As early as 1673, Joliet envisioned a canal through the “half a league of prairie” separating the Chicago and Des Plaines rivers. A century and a half later, over the period from 1836 to 1848 (with a major interruption due to the Panic of 1837) the 94-mile long Illinois and Michigan Canal was dug from Chicago’s Bridgeport district to La Salle, Illinois. Seventeen locks and four aqueducts were required to negotiate the 140-foot difference in water level between Lake Michigan and the Illinois River. Although rapidly obsolete due to the construction of railroads from 1848 onward, the I&M Canal transformed the regional geography, opening up a new route for the transport of grain, coal and other heavy materials from the Midwestern hinterland to Chicago and the Eastern Seabord.

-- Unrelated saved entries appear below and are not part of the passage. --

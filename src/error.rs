use thiserror::Error;

#[derive(Error, Debug)]
pub enum ScraperError {
    #[error("HTTP request failed: {0}")]
    Http(#[from] reqwest::Error),

    #[error("HTTP {status} from {url}")]
    Status { url: String, status: u16 },

    #[error("JSON deserialization failed: {0}")]
    Json(#[from] serde_json::Error),

    #[error("TOML deserialization failed: {0}")]
    Toml(#[from] toml::de::Error),

    #[error("I/O error: {0}")]
    Io(#[from] std::io::Error),

    #[error("XML parse error: {0}")]
    Xml(String),

    #[error("Configuration error: {0}")]
    Config(String),

    #[error("Missing required field: {0}")]
    MissingField(String),

    #[error("Cache error: {0}")]
    Cache(String),
}

impl From<quick_xml::Error> for ScraperError {
    fn from(err: quick_xml::Error) -> Self {
        ScraperError::Xml(err.to_string())
    }
}

pub type Result<T> = std::result::Result<T, ScraperError>;
/// Adapter name constants to ensure consistency across the codebase.
/// Each adapter maps to one catalog family and owns one cache key.

// Adapter names (used in CLI)
pub const EVENTBRITE_API: &str = "eventbrite";
pub const EVENTBRITE_SERIES_API: &str = "eventbrite_series";
pub const LIBNET_API: &str = "libnet";
pub const WORDPRESS_MEC_RSS_API: &str = "wordpress_mec_rss";
pub const WORDPRESS_RSS_API: &str = "wordpress_rss";
pub const HELPFUL_VILLAGE_API: &str = "helpfulvillage";

// Catalog family keys (as they appear in the source catalog JSON)
pub const EVENTBRITE_CATALOG_KEY: &str = "eventbriteAccounts";
pub const EVENTBRITE_SERIES_CATALOG_KEY: &str = "eventbriteSingleEventSeries";
pub const LIBNET_CATALOG_KEY: &str = "libnet";
pub const WORDPRESS_MEC_RSS_CATALOG_KEY: &str = "wordpressMECRss";
pub const WORDPRESS_RSS_CATALOG_KEY: &str = "wordpressRss";
pub const HELPFUL_VILLAGE_CATALOG_KEY: &str = "helpfulvillage";

// Cache keys (one per adapter, overwritten wholesale on each run)
pub const EVENTBRITE_CACHE_KEY: &str = "eventbriteSources";
pub const EVENTBRITE_SERIES_CACHE_KEY: &str = "eventbriteSeriesSources";
pub const LIBNET_CACHE_KEY: &str = "libnetSources";
pub const WORDPRESS_MEC_RSS_CACHE_KEY: &str = "wordpressMECRssSources";
pub const WORDPRESS_RSS_CACHE_KEY: &str = "wordpressRssSources";
pub const HELPFUL_VILLAGE_CACHE_KEY: &str = "helpfulvillageSources";

// RSS namespaces
pub const MEC_NAMESPACE: &str = "http://webnus.net/rss/mec/";
pub const CONTENT_NAMESPACE: &str = "http://purl.org/rss/1.0/modules/content/";
pub const DC_NAMESPACE: &str = "http://purl.org/dc/elements/1.1/";

// Upstream endpoints and query constants
pub const DEFAULT_EVENTBRITE_API_BASE: &str = "https://www.eventbriteapi.com/v3";
pub const LIBNET_IMAGE_BASE: &str = "https://static.libnet.info/images/events/dclibrary/";
pub const LIBNET_EVENT_TYPE: u32 = 0;
pub const LIBNET_LOCATION_ID: u32 = 2317;
pub const LIBNET_WINDOW_DAYS: u32 = 60;
pub const HELPFUL_VILLAGE_WINDOW_DAYS: i64 = 30;

/// Records longer than this are series placeholders, not single events.
pub const SERIES_PLACEHOLDER_MIN_DAYS: i64 = 3;

// Sources with bespoke enrichment rules, matched by display name
pub const MARX_CAFE_SOURCE_NAME: &str = "Marx Cafe";
pub const MARX_CAFE_FALLBACK_LOCATION: &str = "Marx Cafe, 3203 MT. Pleasant St NW, Washington DC";
pub const TITLE_DATED_SOURCE_NAME: &str = "Comet Ping Pong";

// Description call-to-action text
pub const MORE_INFO_TEXT: &str = "For more information check out the full page here!";
pub const MORE_INFO_REGISTER_TEXT: &str =
    "For more information and to register check out the full page here!";

/// Placeholder used for id derivation when a title is empty.
pub const UNTITLED_ID_PLACEHOLDER: &str = "und";

pub const DEFAULT_TIMEZONE: &str = "America/New_York";
pub const DEFAULT_USER_AGENT: &str = "Mozilla/5.0 (compatible; event_ingest/0.1)";

/// Get all supported adapter names
pub fn get_supported_apis() -> Vec<&'static str> {
    vec![
        EVENTBRITE_API,
        EVENTBRITE_SERIES_API,
        LIBNET_API,
        WORDPRESS_MEC_RSS_API,
        WORDPRESS_RSS_API,
        HELPFUL_VILLAGE_API,
    ]
}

At the close of the 19th century, in a scheme to combine intensified barge traffic with a solution to Chicago’s perennial sewage problem, the Sanitary and Ship Canal was constructed alongside the old I&M. The Atchison, Topeka and Santa Fe rail line (today’s BNSF) also clung to the route of the old canal on the way to its terminus, at Corwith Yard near Kedzie Avenue. Later, Interstate 55 took off in parallel to the canal and rail route. A dense industrial and transport corridor now runs from Bridgeport and the Calumet River Basin to the city of Joliet, where Oriental commodities arrive in sealed freight containers from China (via Long Beach and the warehouses of LA’s Inland Empire). Midway airport, once the nation’s busiest, lies just to the north. The planes buzz over the trucks that speed by the trains that leave the barges soldiering through the locks of the canal, carrying thousands of tons of fossil coal to power all that hypermodern motion.
The whole thing, which becomes more intense with each click of the atomic clocks, is considered “heritage” by the cultural establishment. For some relaxation you can hike or bike through the National Heritage Corridor that follows fragments of the I&M through peaceful woodlands and devastated industrial parks, or you can launch a canoe in some of the longer stretches, or take a hokey “just like it was” mule-pulled canal boat tour out by La Salle. Or maybe you should just do a little fishing (catch and release might be better for your health) and above all, catch a nice sunset at the Canal Origins Park on Ashland where it crosses the South Branch of the Chicago River. Best of all, from May to November, at 10 am on the first Saturday of each month, take the free Chicago Portage Tour and hear some excellent local historians spin tales of the place where it all began.